>>>>>
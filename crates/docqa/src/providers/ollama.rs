//! Ollama embedding provider
//!
//! Sends the whole batch in one `/api/embed` request and normalises the returned vectors.

use async_trait::async_trait;
use reqwest::Client;
use serde::{Deserialize, Serialize};
use std::time::Duration;

use crate::config::EmbeddingConfig;
use crate::error::{Error, Result};

use super::embedding::{l2_normalize, EmbeddingProvider};

#[derive(Debug, Serialize)]
struct EmbedRequest<'a> {
    model: &'a str,
    input: &'a [String],
}

#[derive(Debug, Deserialize)]
struct EmbedResponse {
    embeddings: Vec<Vec<f32>>,
}

/// Embedding provider backed by an Ollama-compatible server
pub struct OllamaEmbedder {
    client: Client,
    base_url: String,
    model: String,
    dimensions: usize,
}

impl OllamaEmbedder {
    /// Create a new Ollama embedder
    pub fn new(config: &EmbeddingConfig) -> Result<Self> {
        let client = Client::builder()
            .timeout(Duration::from_secs(config.timeout_secs))
            .build()?;

        Ok(Self {
            client,
            base_url: config.base_url.trim_end_matches('/').to_string(),
            model: config.model.clone(),
            dimensions: config.dimensions,
        })
    }
}

/// Check the batch size and normalise each vector
///
/// Dimensions are passed through untouched; the index rejects mismatches.
fn into_unit_vectors(response: EmbedResponse, expected: usize) -> Result<Vec<Vec<f32>>> {
    if response.embeddings.len() != expected {
        return Err(Error::embedding(format!(
            "requested {} embeddings, received {}",
            expected,
            response.embeddings.len()
        )));
    }

    Ok(response
        .embeddings
        .into_iter()
        .map(|mut v| {
            l2_normalize(&mut v);
            v
        })
        .collect())
}

#[async_trait]
impl EmbeddingProvider for OllamaEmbedder {
    async fn embed_batch(&self, texts: &[String]) -> Result<Vec<Vec<f32>>> {
        if texts.is_empty() {
            return Ok(Vec::new());
        }

        let request = EmbedRequest {
            model: &self.model,
            input: texts,
        };

        let response = self
            .client
            .post(format!("{}/api/embed", self.base_url))
            .json(&request)
            .send()
            .await?;

        if !response.status().is_success() {
            let status = response.status();
            let body = response.text().await.unwrap_or_default();
            return Err(Error::embedding(format!(
                "{} returned {}: {}",
                self.base_url, status, body
            )));
        }

        let parsed: EmbedResponse = response.json().await?;
        tracing::debug!("Embedded {} texts with {}", texts.len(), self.model);
        into_unit_vectors(parsed, texts.len())
    }

    fn dimensions(&self) -> usize {
        self.dimensions
    }

    async fn health_check(&self) -> Result<bool> {
        match self.client.get(format!("{}/api/tags", self.base_url)).send().await {
            Ok(resp) => Ok(resp.status().is_success()),
            Err(e) => {
                tracing::warn!("Ollama not reachable at {}: {}", self.base_url, e);
                Ok(false)
            }
        }
    }

    fn name(&self) -> &str {
        "ollama"
    }
}
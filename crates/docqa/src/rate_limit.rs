//! Sliding-window request limiter keyed by caller identity

use std::collections::VecDeque;
use std::time::{Duration, Instant};

use dashmap::DashMap;

use crate::config::RateLimitConfig;

/// Per-identity sliding-window limiter
///
/// An identity may make at most `max_requests` admitted calls in any window of
/// `window` length. Rejected calls are not recorded.
pub struct RateLimiter {
    max_requests: usize,
    window: Duration,
    /// Admitted call times per identity, oldest first
    clients: DashMap<String, VecDeque<Instant>>,
}

impl RateLimiter {
    /// `max_requests` is raised to at least one
    pub fn new(max_requests: usize, window: Duration) -> Self {
        Self {
            max_requests: max_requests.max(1),
            window,
            clients: DashMap::new(),
        }
    }

    pub fn from_config(config: &RateLimitConfig) -> Self {
        Self::new(config.max_requests, Duration::from_secs(config.window_secs))
    }

    pub fn window(&self) -> Duration {
        self.window
    }

    /// Admit or reject a call from `identity` made now
    pub fn allow(&self, identity: &str) -> bool {
        self.allow_at(identity, Instant::now())
    }

    /// Admit or reject a call from `identity` made at `now`
    pub fn allow_at(&self, identity: &str, now: Instant) -> bool {
        let mut timestamps = self.clients.entry(identity.to_string()).or_default();
        prune(&mut timestamps, now, self.window);

        if timestamps.len() >= self.max_requests {
            return false;
        }
        timestamps.push_back(now);
        true
    }

    /// Time until `identity` may be admitted again; zero if it may call now
    pub fn retry_after(&self, identity: &str, now: Instant) -> Duration {
        let Some(timestamps) = self.clients.get(identity) else {
            return Duration::ZERO;
        };

        let live: Vec<Instant> = timestamps
            .iter()
            .copied()
            .filter(|&t| now.saturating_duration_since(t) < self.window)
            .collect();
        if live.len() < self.max_requests {
            return Duration::ZERO;
        }

        // The oldest admitted call that must expire before a slot opens
        let blocking = live[live.len() - self.max_requests];
        self.window.saturating_sub(now.saturating_duration_since(blocking))
    }

    /// Drop identities with no admitted call inside the window
    ///
    /// Returns the number of identities removed.
    pub fn evict_idle(&self, now: Instant) -> usize {
        let before = self.clients.len();
        self.clients.retain(|_, timestamps| {
            timestamps
                .back()
                .is_some_and(|&t| now.saturating_duration_since(t) < self.window)
        });
        let evicted = before.saturating_sub(self.clients.len());
        if evicted > 0 {
            tracing::debug!("Evicted {} idle rate-limit entries", evicted);
        }
        evicted
    }

    /// Number of identities currently tracked
    pub fn tracked_identities(&self) -> usize {
        self.clients.len()
    }
}

fn prune(timestamps: &mut VecDeque<Instant>, now: Instant, window: Duration) {
    while let Some(&oldest) = timestamps.front() {
        if now.saturating_duration_since(oldest) >= window {
            timestamps.pop_front();
        } else {
            break;
        }
    }
}
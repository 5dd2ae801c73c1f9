//! In-memory fakes shared by service-layer unit tests

use std::sync::{Arc, Mutex};

use async_trait::async_trait;
use uuid::Uuid;

use account_core::traits::{
    ChangeEventPublisher, CommentRepository, OwnedRecordRepository, PostRepository, RepoResult,
    ReportRepository, UserRepository,
};
use account_core::{ChangeEvent, ChangeOp, DomainError, OwnerPatch, User, UserFlags};

use super::context::ServiceContext;

/// One dependent record as the fakes store it
#[derive(Debug, Clone, Copy, PartialEq, Eq)]
pub struct MockRecord {
    pub is_deleted: bool,
    pub is_active: bool,
}

/// In-memory dependent collection keyed by owner id
#[derive(Default)]
pub struct MemoryOwnedRepo {
    records: Mutex<Vec<(Uuid, MockRecord)>>,
    fail_with: Option<String>,
}

impl MemoryOwnedRepo {
    /// All records, regardless of owner
    pub fn records(&self) -> Vec<MockRecord> {
        self.records.lock().unwrap().iter().map(|(_, r)| *r).collect()
    }

    /// Overwrite the flags on every stored record
    pub fn set_all(&self, is_deleted: bool, is_active: bool) {
        for (_, record) in self.records.lock().unwrap().iter_mut() {
            record.is_deleted = is_deleted;
            record.is_active = is_active;
        }
    }
}

#[async_trait]
impl OwnedRecordRepository for MemoryOwnedRepo {
    async fn bulk_update_by_owner(&self, owner_id: Uuid, patch: &OwnerPatch) -> RepoResult<u64> {
        if let Some(msg) = &self.fail_with {
            return Err(DomainError::DatabaseError(msg.clone()));
        }
        let mut records = self.records.lock().unwrap();
        let mut touched = 0;
        for (_, record) in records.iter_mut().filter(|(owner, _)| *owner == owner_id) {
            if let Some(is_deleted) = patch.is_deleted {
                record.is_deleted = is_deleted;
            }
            if let Some(is_active) = patch.is_active {
                record.is_active = is_active;
            }
            touched += 1;
        }
        Ok(touched)
    }

    async fn bulk_delete_by_owner(&self, owner_id: Uuid) -> RepoResult<u64> {
        if let Some(msg) = &self.fail_with {
            return Err(DomainError::DatabaseError(msg.clone()));
        }
        let mut records = self.records.lock().unwrap();
        let before = records.len();
        records.retain(|(owner, _)| *owner != owner_id);
        Ok((before - records.len()) as u64)
    }
}

impl PostRepository for MemoryOwnedRepo {}
impl CommentRepository for MemoryOwnedRepo {}
impl ReportRepository for MemoryOwnedRepo {}

/// Collection pre-seeded with `count` clean records for `owner`
pub fn owned_with(owner: Uuid, count: usize) -> Arc<MemoryOwnedRepo> {
    let repo = MemoryOwnedRepo::default();
    {
        let mut records = repo.records.lock().unwrap();
        for _ in 0..count {
            records.push((owner, MockRecord { is_deleted: false, is_active: false }));
        }
    }
    Arc::new(repo)
}

/// Collection whose bulk operations always fail
pub fn failing_owned(err: DomainError) -> Arc<MemoryOwnedRepo> {
    Arc::new(MemoryOwnedRepo {
        records: Mutex::new(Vec::new()),
        fail_with: Some(err.to_string()),
    })
}

/// In-memory user store
#[derive(Default)]
pub struct MemoryUserRepo {
    users: Mutex<Vec<User>>,
}

impl MemoryUserRepo {
    pub fn with_user(user: User) -> Arc<Self> {
        Arc::new(Self { users: Mutex::new(vec![user]) })
    }

    pub fn get(&self, id: Uuid) -> Option<User> {
        self.users.lock().unwrap().iter().find(|u| u.id == id).cloned()
    }
}

#[async_trait]
impl UserRepository for MemoryUserRepo {
    async fn find_by_id(&self, id: Uuid) -> RepoResult<Option<User>> {
        Ok(self.get(id))
    }

    async fn find_by_email(&self, email: &str) -> RepoResult<Option<User>> {
        let email = email.to_lowercase();
        Ok(self.users.lock().unwrap().iter().find(|u| u.email == email).cloned())
    }

    async fn email_exists(&self, email: &str) -> RepoResult<bool> {
        Ok(self.find_by_email(email).await?.is_some())
    }

    async fn create(&self, user: &User) -> RepoResult<()> {
        let mut users = self.users.lock().unwrap();
        if users.iter().any(|u| u.email == user.email) {
            return Err(DomainError::EmailAlreadyExists);
        }
        users.push(user.clone());
        Ok(())
    }

    async fn update_flags(
        &self,
        id: Uuid,
        flags: UserFlags,
        updated_by: Option<Uuid>,
    ) -> RepoResult<()> {
        let mut users = self.users.lock().unwrap();
        let user = users
            .iter_mut()
            .find(|u| u.id == id)
            .ok_or(DomainError::UserNotFound(id))?;
        user.set_flags(flags, updated_by);
        Ok(())
    }

    async fn delete(&self, id: Uuid) -> RepoResult<()> {
        let mut users = self.users.lock().unwrap();
        let before = users.len();
        users.retain(|u| u.id != id);
        if users.len() == before {
            return Err(DomainError::UserNotFound(id));
        }
        Ok(())
    }
}

/// Publisher that records every accepted event
pub struct CapturingPublisher {
    pub events: Arc<Mutex<Vec<ChangeEvent>>>,
}

impl ChangeEventPublisher for CapturingPublisher {
    fn publish(&self, event: ChangeEvent) -> Result<(), DomainError> {
        self.events.lock().unwrap().push(event);
        Ok(())
    }
}

/// Publisher that rejects every event, as a full buffer would
pub struct RejectingPublisher;

impl ChangeEventPublisher for RejectingPublisher {
    fn publish(&self, _event: ChangeEvent) -> Result<(), DomainError> {
        Err(DomainError::QueueError("publish buffer full".to_string()))
    }
}

/// A fresh user with unconfirmed defaults
pub fn test_user() -> User {
    User::new(Uuid::new_v4(), "test@example.com".to_string(), "hash".to_string())
}

/// Build a context over in-memory collections and a capturing publisher
#[allow(clippy::type_complexity)]
pub fn test_context(
    posts: Arc<MemoryOwnedRepo>,
    comments: Arc<MemoryOwnedRepo>,
    reports: Arc<MemoryOwnedRepo>,
) -> (
    ServiceContext,
    (Arc<MemoryOwnedRepo>, Arc<MemoryOwnedRepo>, Arc<MemoryOwnedRepo>),
    Arc<Mutex<Vec<ChangeEvent>>>,
) {
    let events = Arc::new(Mutex::new(Vec::new()));
    let ctx = ServiceContext::new(
        Arc::new(MemoryUserRepo::default()),
        Arc::clone(&posts) as _,
        Arc::clone(&comments) as _,
        Arc::clone(&reports) as _,
        Arc::new(CapturingPublisher { events: Arc::clone(&events) }),
    );
    (ctx, (posts, comments, reports), events)
}

/// The operation labels of every published event, in order
pub fn published_ops(events: &Arc<Mutex<Vec<ChangeEvent>>>) -> Vec<ChangeOp> {
    events.lock().unwrap().iter().map(|e| e.operation).collect()
}
//! Domain errors - error types for the domain layer

use thiserror::Error;
use uuid::Uuid;

/// Domain layer errors
#[derive(Debug, Error)]
pub enum DomainError {
    #[error("User not found: {0}")]
    UserNotFound(Uuid),

    #[error("Validation error: {0}")]
    ValidationError(String),

    #[error("Invalid email format")]
    InvalidEmail,

    #[error("Email already in use")]
    EmailAlreadyExists,

    #[error("User is banned")]
    UserBanned,

    #[error("Database error: {0}")]
    DatabaseError(String),

    #[error("Queue error: {0}")]
    QueueError(String),

    #[error("Internal error: {0}")]
    InternalError(String),
}

impl DomainError {
    /// Get an error code string for API responses
    pub fn code(&self) -> &'static str {
        match self {
            Self::UserNotFound(_) => "UNKNOWN_USER",
            Self::ValidationError(_) => "VALIDATION_ERROR",
            Self::InvalidEmail => "INVALID_EMAIL",
            Self::EmailAlreadyExists => "EMAIL_ALREADY_EXISTS",
            Self::UserBanned => "USER_BANNED",
            Self::DatabaseError(_) => "DATABASE_ERROR",
            Self::QueueError(_) => "QUEUE_ERROR",
            Self::InternalError(_) => "INTERNAL_ERROR",
        }
    }

    /// Check if this is a "not found" error
    pub fn is_not_found(&self) -> bool {
        matches!(self, Self::UserNotFound(_))
    }

    /// Check if this is a validation error
    pub fn is_validation(&self) -> bool {
        matches!(self, Self::ValidationError(_) | Self::InvalidEmail)
    }

    /// Check if this is a conflict error
    pub fn is_conflict(&self) -> bool {
        matches!(self, Self::EmailAlreadyExists)
    }
}
//! # account-queue
//!
//! Change-event hand-off to the durable message queue.
//!
//! The publisher owns a background worker that establishes the broker
//! connection once per process lifetime and drains an in-process buffer.
//! `publish` never blocks business logic: events queued before the
//! connection is ready wait in the buffer; after the connection is ready
//! each event gets exactly one send attempt (failed attempts are logged,
//! counted, and dropped).

pub mod publisher;
pub mod transport;

// Re-export commonly used types at crate root
pub use publisher::{PublisherConfig, PublisherMetrics, QueuePublisher};
pub use transport::{QueueTransport, RedisTransport, TransportError};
<<<<<
Scan the records above for the lines holding "pub fn is_not_found(&self)" and "an in-process buffer.". Transcribe those two and every line between them word for word, and no others.

EXERCISE OUTPUT>
    pub fn is_not_found(&self) -> bool {
        matches!(self, Self::UserNotFound(_))
    }

    /// Check if this is a validation error
    pub fn is_validation(&self) -> bool {
        matches!(self, Self::ValidationError(_) | Self::InvalidEmail)
    }

    /// Check if this is a conflict error
    pub fn is_conflict(&self) -> bool {
        matches!(self, Self::EmailAlreadyExists)
    }
}
//! # account-queue
//!
//! Change-event hand-off to the durable message queue.
//!
//! The publisher owns a background worker that establishes the broker
//! connection once per process lifetime and drains an in-process buffer.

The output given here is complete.